──────── GIVEN RECORDS

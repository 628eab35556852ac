use crate::accounting::AccountingError;
use crate::event_sender::{Event, NotificationSink};
use crate::price_source::PriceSource;
use crate::store::LedgerStore;
use crate::types::PriceUpdate;
use chrono::Utc;
use std::sync::Arc;
use std::time::Duration;
use tokio::time::interval;
use tracing::{debug, error, info, warn};

/// Periodically refreshes the informational last price of every instrument.
pub struct PriceUpdater {
    store: Arc<dyn LedgerStore>,
    prices: Arc<dyn PriceSource>,
    notifier: Arc<dyn NotificationSink>,
    period: Duration,
}

impl PriceUpdater {
    pub fn new(
        store: Arc<dyn LedgerStore>,
        prices: Arc<dyn PriceSource>,
        notifier: Arc<dyn NotificationSink>,
        period: Duration,
    ) -> Self {
        Self {
            store,
            prices,
            notifier,
            period,
        }
    }

    #[tracing::instrument(skip(self))]
    pub async fn run(self) {
        info!("Starting PriceUpdater");
        let mut ticker = interval(self.period);
        loop {
            ticker.tick().await;
            if let Err(e) = self.refresh().await {
                error!("{:?}", e)
            }
        }
    }

    /// One pass over all instruments. Returns the number of prices updated; instruments
    /// without a quote keep their previous price.
    #[tracing::instrument(skip(self))]
    pub async fn refresh(&self) -> Result<usize, AccountingError> {
        let mut updated = 0;
        for instrument in self.store.instruments().await? {
            let price = match self.prices.current_price(&instrument).await {
                Ok(price) => price,
                Err(e) => {
                    warn!(symbol = %instrument.symbol, "Skipping price update: {}", e);
                    continue;
                }
            };
            let update = PriceUpdate {
                symbol: instrument.symbol,
                price,
                timestamp: Utc::now(),
            };
            self.store.update_instrument_price(&update).await?;
            self.notifier.notify(Event::Price(update));
            updated += 1;
        }
        debug!(updated, "Refreshed prices");
        Ok(updated)
    }
}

────────────────

**AIM OF THE TASK:** Every entry should be retyped exactly as it appears.

**ANSWER TO THE EXERCISE:**
repository 628eab35556852ac
use crate::accounting::AccountingError;
use crate::event_sender::{Event, NotificationSink};
use crate::price_source::PriceSource;
use crate::store::LedgerStore;
use crate::types::PriceUpdate;
use chrono::Utc;
use std::sync::Arc;
use std::time::Duration;
use tokio::time::interval;
use tracing::{debug, error, info, warn};

/// Periodically refreshes the informational last price of every instrument.
pub struct PriceUpdater {
    store: Arc<dyn LedgerStore>,
    prices: Arc<dyn PriceSource>,
    notifier: Arc<dyn NotificationSink>,
    period: Duration,
}

impl PriceUpdater {
    pub fn new(
        store: Arc<dyn LedgerStore>,
        prices: Arc<dyn PriceSource>,
        notifier: Arc<dyn NotificationSink>,
        period: Duration,
    ) -> Self {
        Self {
            store,
            prices,
            notifier,
            period,
        }
    }

    #[tracing::instrument(skip(self))]
    pub async fn run(self) {
        info!("Starting PriceUpdater");
        let mut ticker = interval(self.period);
        loop {
            ticker.tick().await;
            if let Err(e) = self.refresh().await {
                error!("{:?}", e)
            }
        }
    }

    /// One pass over all instruments. Returns the number of prices updated; instruments
    /// without a quote keep their previous price.
    #[tracing::instrument(skip(self))]
    pub async fn refresh(&self) -> Result<usize, AccountingError> {
        let mut updated = 0;
        for instrument in self.store.instruments().await? {
            let price = match self.prices.current_price(&instrument).await {
                Ok(price) => price,
                Err(e) => {
                    warn!(symbol = %instrument.symbol, "Skipping price update: {}", e);
                    continue;
                }
            };
            let update = PriceUpdate {
                symbol: instrument.symbol,
                price,
                timestamp: Utc::now(),
            };
            self.store.update_instrument_price(&update).await?;
            self.notifier.notify(Event::Price(update));
            updated += 1;
        }
        debug!(updated, "Refreshed prices");
        Ok(updated)
    }
}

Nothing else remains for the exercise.